Thank you! I came here to post this. I was really disappointed when an alternative wasn't presented after they declared algorithm quizzes useless.

I'm all for code walk-throughs and explanations. You can't bullshit your problem solving process, but you can memorize (or forget) algorithm trivia.

For what it's worth I've failed and succeeded at these kinds of algorithms on the whiteboard interviews. Even after nailing it I felt uncomfortable and disrespected. I think there is a real problem with continuing to do these interviews because it's the cool thing to do, and these smart people don't feel like turning their problem solving skills towards the hiring problem.

That does seem to be an interview technique used at some companies. It comes with its own set of problems, though.

What if someone asks a friend for help or pays someone to solve the problem in its entirety? If your problems aren't unique enough, they could also google the answers.

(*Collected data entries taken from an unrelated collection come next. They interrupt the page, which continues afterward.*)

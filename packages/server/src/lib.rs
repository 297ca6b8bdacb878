//! Quill server: request dispatch for a ledger-data RPC server.
//!
//! Two layers live here:
//!
//! 1. **Execution framework** (`exec`): stoppable, timeout-capable units of
//!    work on a shared runtime, plus a periodic repeater with race-free stop.
//! 2. **Dispatch engine** (`rpc`): classifies a parsed call as
//!    local-vs-forwarded, applies admission control, executes the matched
//!    handler, and reports telemetry.
//!
//! The storage backend, the upstream forwarding client, the transport, and
//! concrete handlers are external collaborators consumed through the traits
//! in `backend` and `rpc`.

pub mod backend;
pub mod cache;
pub mod config;
pub mod exec;
pub mod rpc;
pub mod telemetry;

pub use backend::Backend;
pub use config::ServerConfig;
pub use exec::{ExecutionContext, Outcome, Repeater, StopSource, StopToken, StoppableOutcome};
pub use rpc::engine::RpcEngine;
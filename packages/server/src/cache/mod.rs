//! Background ledger-cache loading: tuning knobs and the stop-aware loader
//! shell around the execution framework.

use std::future::Future;

use serde::Deserialize;

use crate::exec::{ExecError, ExecutionContext, StopToken, StoppableOutcome};

/// How the cache is populated at startup.
#[derive(Debug, Clone, Copy, PartialEq, Eq, Deserialize)]
#[serde(rename_all = "lowercase")]
pub enum LoadStyle {
    /// Load in the background while the server starts serving.
    Async,
    /// Block startup until the cache is warm.
    Sync,
    /// Do not populate the cache at all.
    None,
}

/// Tuning knobs for the cache loader.
#[derive(Debug, Clone, Copy, PartialEq, Eq, Deserialize)]
#[serde(default)]
pub struct CacheLoaderSettings {
    /// Number of ledger diffs used to generate traversal cursors.
    pub num_cache_diffs: usize,
    /// Number of markers walking the ledger concurrently.
    pub num_cache_markers: usize,
    /// Ledger objects fetched per marker per page.
    pub cache_page_fetch_size: usize,
    /// Worker threads dedicated to cache loading.
    pub num_threads: usize,
    pub load_style: LoadStyle,
}

impl Default for CacheLoaderSettings {
    fn default() -> Self {
        Self {
            num_cache_diffs: 32,
            num_cache_markers: 48,
            cache_page_fetch_size: 512,
            num_threads: 2,
            load_style: LoadStyle::Async,
        }
    }
}

impl CacheLoaderSettings {
    #[must_use]
    pub fn is_sync(&self) -> bool {
        self.load_style == LoadStyle::Sync
    }

    #[must_use]
    pub fn is_async(&self) -> bool {
        self.load_style == LoadStyle::Async
    }

    #[must_use]
    pub fn is_disabled(&self) -> bool {
        self.load_style == LoadStyle::None
    }
}

/// Runs the cache-population job as a stoppable unit of work.
///
/// The job itself (walking ledger pages through the backend) is supplied by
/// the composition root; the loader owns its lifecycle: start, cooperative
/// stop, wait.
pub struct CacheLoader {
    ctx: ExecutionContext,
    settings: CacheLoaderSettings,
    job: Option<StoppableOutcome<()>>,
}

impl CacheLoader {
    #[must_use]
    pub fn new(ctx: ExecutionContext, settings: CacheLoaderSettings) -> Self {
        Self {
            ctx,
            settings,
            job: None,
        }
    }

    #[must_use]
    pub fn settings(&self) -> &CacheLoaderSettings {
        &self.settings
    }

    /// Starts the load job unless loading is disabled. The job receives a
    /// [`StopToken`] and is expected to check it between pages.
    pub fn start<F, Fut>(&mut self, load: F)
    where
        F: FnOnce(StopToken) -> Fut + Send + 'static,
        Fut: Future<Output = ()> + Send + 'static,
    {
        if self.settings.is_disabled() {
            tracing::info!("cache loading is disabled");
            return;
        }
        tracing::info!(
            markers = self.settings.num_cache_markers,
            page_size = self.settings.cache_page_fetch_size,
            "starting cache load"
        );
        self.job = Some(self.ctx.run_stoppable(None, load));
    }

    /// Requests cooperative cancellation of a running load job.
    pub fn stop(&self) {
        if let Some(job) = &self.job {
            job.request_stop();
        }
    }

    /// Waits for the load job to resolve. Resolves immediately when no job
    /// was started.
    ///
    /// # Errors
    ///
    /// Returns [`ExecError`] when the executor was torn down mid-load.
    pub async fn wait(&mut self) -> Result<(), ExecError> {
        match self.job.take() {
            Some(job) => job.wait().await,
            None => Ok(()),
        }
    }
}
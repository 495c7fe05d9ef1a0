//! Transport seam between the connection manager and the wire.
//!
//! Dialing either dialect yields a split pair: a [`PacketSink`] the
//! writer task owns and a [`PacketSource`] the read loop owns. Both
//! halves present the same contract regardless of dialect, so the
//! connection manager never sees framing details beyond which dialect it
//! dialed.

use async_trait::async_trait;
use futures::stream::{SplitSink, SplitStream};
use futures::{SinkExt, StreamExt};
use tokio::net::TcpStream;
use tokio_tungstenite::tungstenite::Message;
use tokio_tungstenite::{connect_async, MaybeTlsStream, WebSocketStream};
use tokio_util::codec::Framed;
use tracing::{debug, trace};

use crate::codec::{encode_text, BinaryCodec, TextDecoder, TxFrame};
use crate::constants::WEBSOCKET_HELLO;
use crate::error::Result;
use crate::packet::Packet;

/// Read half of a dialed connection.
#[async_trait]
pub trait PacketSource: Send {
    /// Next decoded packet; `Ok(None)` when the peer closed cleanly.
    async fn next_packet(&mut self) -> Result<Option<Packet>>;
}

/// Write half of a dialed connection.
#[async_trait]
pub trait PacketSink: Send {
    async fn send(&mut self, frame: TxFrame) -> Result<()>;
}

/// A dialed connection, split for independent reading and writing.
pub type TransportPair = (Box<dyn PacketSink>, Box<dyn PacketSource>);

type WsStream = WebSocketStream<MaybeTlsStream<TcpStream>>;

/// Dial the binary dialect over plain TCP.
pub async fn connect_binary(addr: &str) -> Result<TransportPair> {
    debug!(addr, "dialing binary chat server");
    let stream = TcpStream::connect(addr).await?;
    let (sink, source) = Framed::new(stream, BinaryCodec).split();
    Ok((Box::new(BinarySink(sink)), Box::new(BinarySource(source))))
}

/// Dial the text dialect over a WebSocket and send the opening greeting.
pub async fn connect_websocket(url: &str) -> Result<TransportPair> {
    debug!(url, "dialing websocket chat server");
    let (ws, _response) = connect_async(url).await?;
    let (mut sink, source) = ws.split();
    sink.send(Message::Text(WEBSOCKET_HELLO.into())).await?;
    Ok((
        Box::new(WsSink(sink)),
        Box::new(WsSource { inner: source, decoder: TextDecoder::new() }),
    ))
}

struct BinarySink(SplitSink<Framed<TcpStream, BinaryCodec>, TxFrame>);

#[async_trait]
impl PacketSink for BinarySink {
    async fn send(&mut self, frame: TxFrame) -> Result<()> {
        self.0.send(frame).await
    }
}

struct BinarySource(SplitStream<Framed<TcpStream, BinaryCodec>>);

#[async_trait]
impl PacketSource for BinarySource {
    async fn next_packet(&mut self) -> Result<Option<Packet>> {
        self.0.next().await.transpose()
    }
}

struct WsSink(SplitSink<WsStream, Message>);

#[async_trait]
impl PacketSink for WsSink {
    async fn send(&mut self, frame: TxFrame) -> Result<()> {
        self.0.send(Message::Text(encode_text(&frame).into())).await?;
        Ok(())
    }
}

struct WsSource {
    inner: SplitStream<WsStream>,
    decoder: TextDecoder,
}

#[async_trait]
impl PacketSource for WsSource {
    async fn next_packet(&mut self) -> Result<Option<Packet>> {
        loop {
            if let Some(packet) = self.decoder.next_packet()? {
                return Ok(Some(packet));
            }
            match self.inner.next().await {
                Some(Ok(Message::Text(text))) => self.decoder.push(&text),
                Some(Ok(Message::Binary(bytes))) => {
                    self.decoder.push(&String::from_utf8_lossy(&bytes));
                }
                Some(Ok(Message::Close(frame))) => {
                    debug!(?frame, "websocket closed by server");
                    return Ok(None);
                }
                Some(Ok(other)) => trace!(?other, "ignoring websocket control message"),
                Some(Err(e)) => return Err(e.into()),
                None => return Ok(None),
            }
        }
    }
}
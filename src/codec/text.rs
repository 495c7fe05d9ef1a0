//! Textual WebSocket dialect.
//!
//! Inbound frames are a 4-digit decimal length tag followed by the body
//! `fcType sessionId nTo nArg1 nArg2[ payload]\n\0`. The decoder keeps an
//! incremental buffer because message boundaries do not always align with
//! frame boundaries, and a noise filter drops stray bytes the server
//! occasionally injects between frames. Payloads are URL-encoded on the
//! wire and decoded before JSON parsing.

use bytes::{Buf, BytesMut};
use percent_encoding::percent_decode_str;

use crate::constants::FcType;
use crate::error::ClientError;
use crate::packet::{Packet, Payload};

use super::TxFrame;

/// Incremental decoder for the text dialect.
#[derive(Debug, Default)]
pub struct TextDecoder {
    buf: BytesMut,
}

impl TextDecoder {
    pub fn new() -> TextDecoder {
        TextDecoder::default()
    }

    /// Append one delivered WebSocket message to the buffer.
    pub fn push(&mut self, chunk: &str) {
        self.buf.extend_from_slice(chunk.as_bytes());
    }

    /// Decode the next complete frame, if the buffer holds one.
    pub fn next_packet(&mut self) -> Result<Option<Packet>, ClientError> {
        self.discard_noise();

        if self.buf.len() < 4 {
            return Ok(None);
        }
        let tag = std::str::from_utf8(&self.buf[..4])
            .ok()
            .and_then(|t| t.parse::<usize>().ok())
            .ok_or_else(|| ClientError::framing("unparseable length tag"))?;

        if self.buf.len() < 4 + tag {
            return Ok(None);
        }

        self.buf.advance(4);
        let body = self.buf.split_to(tag);
        let body = String::from_utf8_lossy(&body);
        parse_body(body.trim_end_matches(['\0', '\n'])).map(Some)
    }

    // Drop leading bytes until the buffer could be the start of a frame
    // (length tag followed by five space-separated integers) or fewer
    // than five bytes remain.
    fn discard_noise(&mut self) {
        let mut skip = 0;
        while self.buf.len() - skip >= 5 && !frame_start(&self.buf[skip..]) {
            skip += 1;
        }
        if skip > 0 {
            self.buf.advance(skip);
        }
    }
}

// Prefix check for `\d{4}\d+ \d+ \d+ \d+ \d+`. An incomplete buffer that
// is still consistent with the shape counts as a match so that frames
// split across messages are not discarded.
fn frame_start(b: &[u8]) -> bool {
    if !b[..4].iter().all(u8::is_ascii_digit) {
        return false;
    }
    let mut i = 4;
    for field in 0..5 {
        let start = i;
        while i < b.len() && b[i].is_ascii_digit() {
            i += 1;
        }
        if i == start {
            // No digit where one is required: only acceptable if the
            // buffer ended exactly here.
            return i == b.len();
        }
        if field < 4 {
            if i == b.len() {
                return true;
            }
            if b[i] != b' ' {
                return false;
            }
            i += 1;
        }
    }
    true
}

fn parse_body(body: &str) -> Result<Packet, ClientError> {
    let mut parts = body.splitn(6, ' ');
    let mut int = |name: &str| -> Result<i32, ClientError> {
        parts
            .next()
            .and_then(|p| p.parse::<i32>().ok())
            .ok_or_else(|| ClientError::framing(format!("bad {name} field in text frame")))
    };

    let fc_raw = int("type")?;
    let n_from = int("from")?;
    let n_to = int("to")?;
    let n_arg1 = int("arg1")?;
    let n_arg2 = int("arg2")?;

    let (payload_len, payload) = match parts.next() {
        None | Some("") => (0, Payload::None),
        Some(raw) => {
            let decoded = percent_decode_str(raw).decode_utf8_lossy();
            (raw.len(), Payload::parse(&decoded))
        }
    };

    Ok(Packet::new(
        FcType::from_raw(fc_raw),
        n_from,
        n_to,
        n_arg1,
        n_arg2,
        payload_len,
        payload,
    ))
}

/// Encode an outbound command for the text dialect. The server applies
/// its own framing, so no length tag is prepended.
pub fn encode_text(frame: &TxFrame) -> String {
    let mut out = format!(
        "{} {} {} {} {}",
        frame.fc_type.to_raw(),
        frame.n_from,
        frame.n_to,
        frame.n_arg1,
        frame.n_arg2
    );
    if let Some(payload) = &frame.payload {
        out.push(' ');
        out.push_str(payload);
    }
    out.push('\n');
    out.push('\0');
    out
}

#[cfg(test)]
mod tests {
    use super::*;
    use serde_json::json;

    // Frame a body the way the server does: 4-digit tag over the body
    // including its trailing terminator.
    fn server_frame(body_without_term: &str) -> String {
        let body = format!("{body_without_term}\n\0");
        format!("{:04}{}", body.len(), body)
    }

    #[test]
    fn noise_prefix_is_discarded() {
        let mut decoder = TextDecoder::new();
        decoder.push("garbage0123 5 6 7 8 9 ");
        decoder.push(&server_frame("11 1 0 0 0 {}"));

        let packet = decoder.next_packet().expect("ok").expect("one frame");
        assert_eq!(packet.fc_type, FcType::SessionState);
        assert_eq!(packet.payload, Payload::Json(json!({})));
        assert!(decoder.next_packet().expect("ok").is_none());
    }

    #[test]
    fn frames_split_across_messages_are_reassembled() {
        let raw = server_frame("13 10 100003113 0 0 %7B%22msg%22%3A%22hi%22%7D");
        let (a, b) = raw.split_at(9);

        let mut decoder = TextDecoder::new();
        decoder.push(a);
        assert!(decoder.next_packet().expect("ok").is_none());
        decoder.push(b);

        let packet = decoder.next_packet().expect("ok").expect("frame");
        assert_eq!(packet.fc_type, FcType::CMesg);
        assert_eq!(packet.n_to, 100003113);
        assert_eq!(packet.payload, Payload::Json(json!({"msg": "hi"})));
    }

    #[test]
    fn payloads_are_url_decoded_before_json_parsing() {
        let mut decoder = TextDecoder::new();
        decoder.push(&server_frame("5 0 0 0 0 %7B%22uid%22%3A42%2C%22vs%22%3A90%7D"));

        let packet = decoder.next_packet().expect("ok").expect("frame");
        let state = packet.payload_state().expect("object");
        assert_eq!(state.uid(), Some(42));
        assert_eq!(state.effective("vs"), Some(&json!(90)));
    }

    #[test]
    fn encode_has_no_length_prefix_and_terminates() {
        let frame = TxFrame::new(FcType::CMesg, 100003113, 0, 0).with_payload("hello");
        let mut tx = TxFrame::new(FcType::Null, 0, 0, 0);
        tx.n_from = 7;

        assert_eq!(encode_text(&frame), "13 0 100003113 0 0 hello\n\0");
        assert_eq!(encode_text(&tx), "0 7 0 0 0\n\0");
    }

    #[test]
    fn encoded_frames_decode_back() {
        let frame = TxFrame::new(FcType::UsernameLookup, 0, 21, 0).with_payload("alice");
        let encoded = encode_text(&frame);

        let mut decoder = TextDecoder::new();
        decoder.push(&format!("{:04}{}", encoded.len(), encoded));

        let packet = decoder.next_packet().expect("ok").expect("frame");
        assert_eq!(packet.fc_type, FcType::UsernameLookup);
        assert_eq!(packet.n_arg1, 21);
        assert_eq!(packet.payload, Payload::Raw("alice".to_string()));
    }

    #[test]
    fn all_noise_drains_to_quiet_buffer() {
        let mut decoder = TextDecoder::new();
        decoder.push("complete nonsense with no frame at all");
        assert!(decoder.next_packet().expect("ok").is_none());
        // Everything but an undecidable tail has been discarded.
        assert!(decoder.buf.len() <= 4);
    }
}
//! Outbound HTTPS fetches.
//!
//! The protocol leans on two HTTPS side channels: the server
//! configuration document fetched before dialing, and EXTDATA payload
//! indirection. Both go through [`HttpFetcher`] so tests can stub them.

use async_trait::async_trait;

use crate::error::{ClientError, Result};

/// Minimal fetch contract: GET a URL, return the body as text.
#[async_trait]
pub trait HttpFetcher: Send + Sync {
    async fn get(&self, url: &str) -> Result<String>;
}

/// Default fetcher backed by a shared `reqwest` client.
pub struct ReqwestFetcher {
    client: reqwest::Client,
}

impl Default for ReqwestFetcher {
    fn default() -> Self {
        Self::new()
    }
}

impl ReqwestFetcher {
    pub fn new() -> ReqwestFetcher {
        ReqwestFetcher { client: reqwest::Client::new() }
    }
}

#[async_trait]
impl HttpFetcher for ReqwestFetcher {
    async fn get(&self, url: &str) -> Result<String> {
        let response = self
            .client
            .get(url)
            .send()
            .await
            .map_err(|e| ClientError::http(url, e))?;
        let response = response
            .error_for_status()
            .map_err(|e| ClientError::http(url, e))?;
        response.text().await.map_err(|e| ClientError::http(url, e))
    }
}
impl Client {
    /// Client with default options and its own registry. Use `"guest"` /
    /// `"guest"` for an anonymous session.
    pub fn new(username: impl Into<String>, password: impl Into<String>) -> Client {
        Client::with_options(username, password, ClientOptions::default())
    }

    pub fn with_options(
        username: impl Into<String>,
        password: impl Into<String>,
        opts: ClientOptions,
    ) -> Client {
        Client::with_registry(username, password, opts, ModelRegistry::new())
    }

    /// Client sharing an application-owned registry with other clients.
    pub fn with_registry(
        username: impl Into<String>,
        password: impl Into<String>,
        opts: ClientOptions,
        registry: ModelRegistry,
    ) -> Client {
        Client {
            opts,
            registry,
            bus: Arc::new(EventBus::new()),
            shared: ClientShared::new(username.into(), password.into()),
            http: Arc::new(ReqwestFetcher::new()),
            emotes: Arc::new(PlainEmoteEncoder),
            driver: Mutex::new(None),
        }
    }

    /// Replace the HTTP fetcher (server config and EXTDATA indirection).
    pub fn http_fetcher(mut self, http: Arc<dyn HttpFetcher>) -> Client {
        self.http = http;
        self
    }

    /// Replace the outbound emote encoder.
    pub fn emote_encoder(mut self, emotes: Arc<dyn EmoteEncoder>) -> Client {
        self.emotes = emotes;
        self
    }

    pub fn options(&self) -> &ClientOptions {
        &self.opts
    }

    pub fn registry(&self) -> &ModelRegistry {
        &self.registry
    }

    /// Callback-level event bus.
    pub fn bus(&self) -> &EventBus {
        &self.bus
    }

    /// Broadcast subscription delivering every client event.
    pub fn events(&self) -> broadcast::Receiver<ClientEvent> {
        self.bus.subscribe()
    }

    pub fn state(&self) -> ConnectionState {
        self.shared.state()
    }

    /// Session id assigned at login; 0 before then.
    pub fn session_id(&self) -> i32 {
        self.shared.session_id.load(Ordering::SeqCst)
    }

    /// Our own user id, once logged in.
    pub fn uid(&self) -> Option<i64> {
        match self.shared.uid.load(Ordering::SeqCst) {
            0 => None,
            uid => Some(uid),
        }
    }

    pub fn username(&self) -> String {
        self.shared.username.lock().expect("username lock").clone()
    }

    /// Connect and resolve once the connection is active.
    ///
    /// Rejects on [`Client::disconnect`], on a rejected login, or when
    /// `connection_timeout` elapses. With `do_login` off the connection
    /// stays anonymous and receives only public traffic.
    pub async fn connect(&self, do_login: bool) -> Result<()> {
        if self.state() == ConnectionState::Active {
            return Ok(());
        }
        self.shared.manual.store(false, Ordering::SeqCst);
        let _ = self.shared.take_error();
        self.ensure_driver(do_login);

        let mut states = self.shared.watch_state();
        let wait = async {
            loop {
                match *states.borrow_and_update() {
                    ConnectionState::Active => return Ok(()),
                    ConnectionState::Idle => {
                        if let Some(error) = self.shared.take_error() {
                            return Err(error);
                        }
                        if self.shared.manual.load(Ordering::SeqCst) {
                            return Err(ClientError::Disconnected);
                        }
                    }
                    ConnectionState::Pending => {}
                }
                if states.changed().await.is_err() {
                    return Err(ClientError::Disconnected);
                }
            }
        };

        match self.opts.connection_timeout {
            Some(deadline) => tokio::time::timeout(deadline, wait)
                .await
                .map_err(|_| ClientError::timeout("connect", deadline))?,
            None => wait.await,
        }
    }

    /// Connect with login and resolve once the initial model and tag
    /// lists have both arrived.
    pub async fn connect_and_wait_for_models(&self) -> Result<()> {
        let mut events = self.events();
        self.connect(true).await?;
        if self.shared.models_loaded.load(Ordering::SeqCst) {
            return Ok(());
        }
        loop {
            match events.recv().await {
                Ok(ClientEvent::ModelsLoaded) => return Ok(()),
                Ok(ClientEvent::ManualDisconnect) => return Err(ClientError::Disconnected),
                Ok(_) => {}
                Err(broadcast::error::RecvError::Lagged(_)) => {
                    if self.shared.models_loaded.load(Ordering::SeqCst) {
                        return Ok(());
                    }
                }
                Err(broadcast::error::RecvError::Closed) => return Err(ClientError::Disconnected),
            }
        }
    }

    /// Tear the connection down and stay down: cancels the driver along
    /// with its reconnect and keepalive timers, and wakes every pending
    /// wait with a disconnect error.
    pub async fn disconnect(&self) {
        self.shared.manual.store(true, Ordering::SeqCst);
        let taken = self.driver.lock().expect("driver lock").take();
        if let Some(DriverHandle { handle, cancel }) = taken {
            cancel.cancel();
            let _ = handle.await;
        }
        self.shared.set_state(ConnectionState::Idle);
        self.bus.emit_lifecycle(ClientEvent::ManualDisconnect);
        debug!("client disconnected");
    }

    /// Resolve when the connection is active.
    ///
    /// Resolves immediately when already active; rejects immediately
    /// when idle, or when `timeout` is `Some(Duration::ZERO)` (the
    /// "don't wait" sentinel); otherwise waits for the next connect,
    /// bounded by `timeout` when given.
    pub async fn ensure_connected(&self, timeout: Option<Duration>) -> Result<()> {
        let mut events = self.events();
        match self.state() {
            ConnectionState::Active => return Ok(()),
            ConnectionState::Idle => return Err(ClientError::NotConnected),
            ConnectionState::Pending => {}
        }
        if timeout == Some(Duration::ZERO) {
            return Err(ClientError::NotConnected);
        }

        let wait = async {
            loop {
                match events.recv().await {
                    Ok(ClientEvent::Connected) => return Ok(()),
                    Ok(ClientEvent::ManualDisconnect) => return Err(ClientError::Disconnected),
                    Ok(_) => {}
                    Err(broadcast::error::RecvError::Lagged(_)) => {
                        if self.state() == ConnectionState::Active {
                            return Ok(());
                        }
                    }
                    Err(broadcast::error::RecvError::Closed) => {
                        return Err(ClientError::Disconnected)
                    }
                }
            }
        };
        match timeout {
            Some(deadline) => tokio::time::timeout(deadline, wait)
                .await
                .map_err(|_| ClientError::timeout("ensure_connected", deadline))?,
            None => wait.await,
        }
    }

    /// Join a model's public room. Resolves on the first chat line or
    /// join confirmation for that room; rejects when the server kicks or
    /// bans us out of it.
    pub async fn join_room(&self, id: i64) -> Result<()> {
        let uid = to_user_id(id);
        let mut events = self.events();
        self.tx_cmd(
            FcType::JoinChan,
            to_room_id(id, self.opts.alt_site) as i32,
            0,
            fcchan::JOIN,
            None,
        )?;

        loop {
            match events.recv().await {
                Ok(ClientEvent::Packet(packet)) => {
                    if packet.about_model_uid() != Some(uid) {
                        continue;
                    }
                    match packet.fc_type {
                        FcType::CMesg => return Ok(()),
                        FcType::JoinChan if packet.n_arg2 == fcchan::JOIN => return Ok(()),
                        FcType::JoinChan if packet.n_arg2 == fcchan::PART => {
                            return Err(ClientError::join_refused(uid, "removed from channel"));
                        }
                        FcType::ZBan | FcType::BanChan => {
                            return Err(ClientError::join_refused(uid, "banned from channel"));
                        }
                        _ => {}
                    }
                }
                Ok(ClientEvent::ManualDisconnect) => return Err(ClientError::Disconnected),
                Ok(_) => {}
                Err(broadcast::error::RecvError::Lagged(_)) => {}
                Err(broadcast::error::RecvError::Closed) => return Err(ClientError::Disconnected),
            }
        }
    }

    /// Leave a model's public room. A no-op when not connected.
    pub async fn leave_room(&self, id: i64) -> Result<()> {
        if self.state() != ConnectionState::Active {
            return Ok(());
        }
        self.tx_cmd(
            FcType::JoinChan,
            to_room_id(id, self.opts.alt_site) as i32,
            0,
            fcchan::PART,
            None,
        )
    }

    /// Send a chat line to a model's public room.
    pub async fn send_chat(&self, id: i64, message: &str) -> Result<()> {
        let encoded = self.emotes.encode(message).await?;
        self.tx_cmd(
            FcType::CMesg,
            to_room_id(id, self.opts.alt_site) as i32,
            0,
            0,
            Some(encoded),
        )
    }

    /// Send a private message to a user.
    pub async fn send_pm(&self, id: i64, message: &str) -> Result<()> {
        let encoded = self.emotes.encode(message).await?;
        self.tx_cmd(FcType::PMesg, to_user_id(id) as i32, 0, 0, Some(encoded))
    }

    /// Look a user up by name or id. Resolves with the user's session
    /// snapshot, or `None` when the server reports no such user.
    pub async fn query_user(&self, user: impl Into<UserRef>) -> Result<Option<SessionState>> {
        let query_id = self.shared.next_query_id();
        let payload = match user.into() {
            UserRef::Name(name) => name,
            UserRef::Id(id) => id.to_string(),
        };
        let mut events = self.events();
        self.tx_cmd(FcType::UsernameLookup, 0, query_id, 0, Some(payload))?;

        loop {
            match events.recv().await {
                Ok(ClientEvent::Packet(packet)) => {
                    if packet.fc_type == FcType::UsernameLookup && packet.n_arg1 == query_id {
                        // A bare-string payload is the server's "no such
                        // user" answer.
                        return Ok(packet.payload_state());
                    }
                }
                Ok(ClientEvent::ManualDisconnect) => return Err(ClientError::Disconnected),
                Ok(_) => {}
                Err(broadcast::error::RecvError::Lagged(_)) => {}
                Err(broadcast::error::RecvError::Closed) => return Err(ClientError::Disconnected),
            }
        }
    }

    /// Send a raw command on the current connection. Fails when not
    /// connected; delivery is best-effort beyond that.
    pub fn tx_cmd(
        &self,
        fc_type: FcType,
        n_to: i32,
        n_arg1: i32,
        n_arg2: i32,
        message: Option<String>,
    ) -> Result<()> {
        if self.state() != ConnectionState::Active {
            return Err(ClientError::NotConnected);
        }
        let mut frame = TxFrame::new(fc_type, n_to, n_arg1, n_arg2);
        frame.payload = message;
        self.shared.send(frame)
    }

    fn ensure_driver(&self, do_login: bool) {
        let mut slot = self.driver.lock().expect("driver lock");
        if let Some(existing) = slot.as_ref() {
            if !existing.handle.is_finished() {
                return;
            }
        }

        let cancel = CancellationToken::new();
        let host = if self.opts.alt_site { ALT_SITE_HOST } else { SITE_HOST };
        let dispatcher = Dispatcher::new(
            self.registry.clone(),
            Arc::clone(&self.bus),
            Arc::clone(&self.shared),
            Arc::clone(&self.http),
            host,
        );
        let ctx = DriverCtx {
            shared: Arc::clone(&self.shared),
            bus: Arc::clone(&self.bus),
            registry: self.registry.clone(),
            http: Arc::clone(&self.http),
            dispatcher,
            opts: self.opts.clone(),
            cancel: cancel.clone(),
            do_login,
        };
        let handle = tokio::spawn(run_driver(ctx));
        *slot = Some(DriverHandle { handle, cancel });
    }
}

With that said, I actually prefer your approach. Its pitfalls have to be weighed carefully; hiring someone who knew enough to fake it could be a costly setback for a small company. However, it does remove some unnecessary pressure from the interview process.

That would only be a risk if we were talking about a typical high school multiple choice test. I would think that a cheater would be filtered out by this point in their career (this point being applying to a high tech company). However, collaborating on a solution is not necessarily a bad thing. I think the goal here is to find candidates which can deliver unique, valuable, and insightful problem solving skills. To go ahead and bottle that process up into a pre determined steps or a 1 hour drill doesnt serve your goals very well. Who knows, maybe these guys have a recipe which works for them. From my own experiences, I would disagree.
You'd be surprised at what people will do to game an interview. I've had people give me the correct answer to a question I didn't ask (but from our list of questions) - clearly having gotten from someone else who had interviewed earlier.

Note that algorithms interviews are just one part of a larger inventory that one takes of a candidates, one dimension. Take home and/or whiteboard coding can be a part of that process as well, but each has its downsides.

What we look for, in particular, is methods that have a very low false positive rate. In person algorithm interviews, where the point is not the 'right' answer but hearing about how someone thinks are in that category. You can't really fake it.

Apple does something very similar (or at least used to). They give a difficult algorithmic coding problem and a few days to complete it. Then they grill you on it at the on site interview. There is no way you could fake explaining it - you have to really understand what you did.